Stored data entries:
________________________

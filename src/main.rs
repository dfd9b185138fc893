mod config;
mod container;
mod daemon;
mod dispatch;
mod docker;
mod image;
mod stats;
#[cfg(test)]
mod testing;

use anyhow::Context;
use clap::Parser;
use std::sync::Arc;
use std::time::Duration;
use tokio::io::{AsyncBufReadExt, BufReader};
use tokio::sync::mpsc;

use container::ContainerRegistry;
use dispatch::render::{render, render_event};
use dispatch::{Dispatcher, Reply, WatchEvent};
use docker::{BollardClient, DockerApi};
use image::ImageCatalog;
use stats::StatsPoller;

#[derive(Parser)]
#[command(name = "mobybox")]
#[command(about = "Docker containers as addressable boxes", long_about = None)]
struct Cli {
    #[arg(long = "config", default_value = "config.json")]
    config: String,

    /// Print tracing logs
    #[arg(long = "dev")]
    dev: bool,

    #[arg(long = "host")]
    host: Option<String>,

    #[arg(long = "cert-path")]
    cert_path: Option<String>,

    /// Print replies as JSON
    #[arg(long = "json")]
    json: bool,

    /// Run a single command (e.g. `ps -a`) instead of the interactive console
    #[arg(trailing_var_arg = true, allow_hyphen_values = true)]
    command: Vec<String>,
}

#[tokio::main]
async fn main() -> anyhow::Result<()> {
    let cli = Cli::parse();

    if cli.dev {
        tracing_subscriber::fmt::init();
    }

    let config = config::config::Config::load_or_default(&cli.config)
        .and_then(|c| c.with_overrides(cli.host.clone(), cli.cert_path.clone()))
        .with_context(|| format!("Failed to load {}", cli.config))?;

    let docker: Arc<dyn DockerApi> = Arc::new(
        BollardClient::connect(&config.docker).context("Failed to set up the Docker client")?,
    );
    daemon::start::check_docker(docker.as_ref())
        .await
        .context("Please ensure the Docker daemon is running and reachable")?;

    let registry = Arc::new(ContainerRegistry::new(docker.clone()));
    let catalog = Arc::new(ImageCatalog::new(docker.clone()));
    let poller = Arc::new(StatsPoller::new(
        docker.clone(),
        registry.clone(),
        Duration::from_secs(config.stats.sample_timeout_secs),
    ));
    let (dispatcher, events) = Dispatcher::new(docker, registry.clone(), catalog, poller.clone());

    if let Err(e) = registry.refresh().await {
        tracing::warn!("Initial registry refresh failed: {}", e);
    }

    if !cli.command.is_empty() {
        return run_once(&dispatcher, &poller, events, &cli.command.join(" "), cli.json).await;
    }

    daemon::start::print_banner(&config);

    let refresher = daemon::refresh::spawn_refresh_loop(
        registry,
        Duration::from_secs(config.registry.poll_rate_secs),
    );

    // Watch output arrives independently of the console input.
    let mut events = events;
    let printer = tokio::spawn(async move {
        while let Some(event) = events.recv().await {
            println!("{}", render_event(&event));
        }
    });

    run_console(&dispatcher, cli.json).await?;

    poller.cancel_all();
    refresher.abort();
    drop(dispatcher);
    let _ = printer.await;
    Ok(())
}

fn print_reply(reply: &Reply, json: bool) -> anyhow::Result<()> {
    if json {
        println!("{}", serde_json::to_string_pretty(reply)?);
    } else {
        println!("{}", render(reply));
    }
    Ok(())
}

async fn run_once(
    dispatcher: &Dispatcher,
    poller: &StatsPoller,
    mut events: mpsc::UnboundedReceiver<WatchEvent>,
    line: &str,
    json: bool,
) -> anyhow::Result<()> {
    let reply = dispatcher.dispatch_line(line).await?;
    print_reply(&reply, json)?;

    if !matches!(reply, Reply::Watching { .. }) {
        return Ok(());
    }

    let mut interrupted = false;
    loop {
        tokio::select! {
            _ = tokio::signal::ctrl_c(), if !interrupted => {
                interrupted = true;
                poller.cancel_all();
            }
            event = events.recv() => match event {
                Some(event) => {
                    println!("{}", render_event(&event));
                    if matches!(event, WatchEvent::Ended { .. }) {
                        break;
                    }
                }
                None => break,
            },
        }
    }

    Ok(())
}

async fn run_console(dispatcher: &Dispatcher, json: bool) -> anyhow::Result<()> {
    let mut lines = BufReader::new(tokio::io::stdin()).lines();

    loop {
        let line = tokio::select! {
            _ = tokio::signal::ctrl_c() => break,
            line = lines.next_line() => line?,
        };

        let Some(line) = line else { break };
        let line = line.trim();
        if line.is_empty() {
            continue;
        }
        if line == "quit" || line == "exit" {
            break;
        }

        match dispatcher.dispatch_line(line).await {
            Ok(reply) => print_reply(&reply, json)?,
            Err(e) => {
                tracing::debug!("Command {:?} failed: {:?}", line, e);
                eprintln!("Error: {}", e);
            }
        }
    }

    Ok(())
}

________________________

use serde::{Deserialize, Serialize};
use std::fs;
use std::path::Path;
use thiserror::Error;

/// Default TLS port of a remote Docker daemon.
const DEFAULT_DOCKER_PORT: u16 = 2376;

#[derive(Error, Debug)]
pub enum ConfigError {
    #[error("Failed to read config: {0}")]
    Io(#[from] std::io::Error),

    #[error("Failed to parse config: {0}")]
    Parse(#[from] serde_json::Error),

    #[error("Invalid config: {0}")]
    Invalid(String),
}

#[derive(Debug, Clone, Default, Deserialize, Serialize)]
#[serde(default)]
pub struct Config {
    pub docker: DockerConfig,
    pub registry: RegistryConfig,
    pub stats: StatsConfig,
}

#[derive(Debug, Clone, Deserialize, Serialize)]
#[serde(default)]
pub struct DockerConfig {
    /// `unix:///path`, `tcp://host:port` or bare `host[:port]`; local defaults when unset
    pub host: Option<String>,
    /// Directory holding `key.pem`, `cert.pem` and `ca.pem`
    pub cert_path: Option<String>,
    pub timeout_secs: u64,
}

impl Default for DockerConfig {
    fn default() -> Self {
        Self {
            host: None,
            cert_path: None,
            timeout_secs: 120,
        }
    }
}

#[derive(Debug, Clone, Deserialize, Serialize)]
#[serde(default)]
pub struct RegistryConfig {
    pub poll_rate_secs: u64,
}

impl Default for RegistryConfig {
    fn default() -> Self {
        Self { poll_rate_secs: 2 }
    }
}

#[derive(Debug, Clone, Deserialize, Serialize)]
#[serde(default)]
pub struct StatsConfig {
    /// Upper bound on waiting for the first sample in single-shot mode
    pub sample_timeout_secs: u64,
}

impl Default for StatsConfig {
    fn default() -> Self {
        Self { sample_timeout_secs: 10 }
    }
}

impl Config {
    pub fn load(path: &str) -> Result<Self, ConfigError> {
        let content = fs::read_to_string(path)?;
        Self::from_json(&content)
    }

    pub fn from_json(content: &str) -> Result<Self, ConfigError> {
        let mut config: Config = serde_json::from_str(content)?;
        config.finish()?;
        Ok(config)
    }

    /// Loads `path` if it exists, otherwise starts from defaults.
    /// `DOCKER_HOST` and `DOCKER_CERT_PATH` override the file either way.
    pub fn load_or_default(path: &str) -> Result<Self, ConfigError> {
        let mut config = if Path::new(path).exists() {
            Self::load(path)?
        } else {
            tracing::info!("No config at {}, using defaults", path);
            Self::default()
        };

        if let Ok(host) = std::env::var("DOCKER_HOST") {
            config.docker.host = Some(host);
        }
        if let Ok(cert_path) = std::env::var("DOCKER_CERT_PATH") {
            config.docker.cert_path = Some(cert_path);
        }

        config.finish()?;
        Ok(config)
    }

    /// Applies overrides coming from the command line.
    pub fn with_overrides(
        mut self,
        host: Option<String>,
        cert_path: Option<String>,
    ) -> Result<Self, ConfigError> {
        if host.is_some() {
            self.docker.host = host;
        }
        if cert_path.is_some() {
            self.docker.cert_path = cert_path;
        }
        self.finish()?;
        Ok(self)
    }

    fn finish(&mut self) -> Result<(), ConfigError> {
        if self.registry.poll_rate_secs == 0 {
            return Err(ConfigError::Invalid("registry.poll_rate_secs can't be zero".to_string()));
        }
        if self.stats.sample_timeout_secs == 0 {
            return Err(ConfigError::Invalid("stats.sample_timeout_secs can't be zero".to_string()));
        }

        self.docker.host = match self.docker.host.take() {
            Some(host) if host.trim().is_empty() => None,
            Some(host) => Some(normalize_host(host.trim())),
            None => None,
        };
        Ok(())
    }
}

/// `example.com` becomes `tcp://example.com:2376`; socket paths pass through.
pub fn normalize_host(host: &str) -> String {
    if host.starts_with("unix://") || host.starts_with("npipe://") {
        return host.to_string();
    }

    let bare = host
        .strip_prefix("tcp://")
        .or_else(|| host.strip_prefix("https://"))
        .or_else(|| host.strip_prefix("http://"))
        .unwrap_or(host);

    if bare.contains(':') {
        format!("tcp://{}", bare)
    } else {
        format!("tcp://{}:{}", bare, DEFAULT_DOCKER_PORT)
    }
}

________________________

** Aim of the task **
Wherever "Duration" turns up in the records, copy the whole line.

** Expected answer **
use std::time::Duration;
        Duration::from_secs(config.stats.sample_timeout_secs),
        Duration::from_secs(config.registry.poll_rate_secs),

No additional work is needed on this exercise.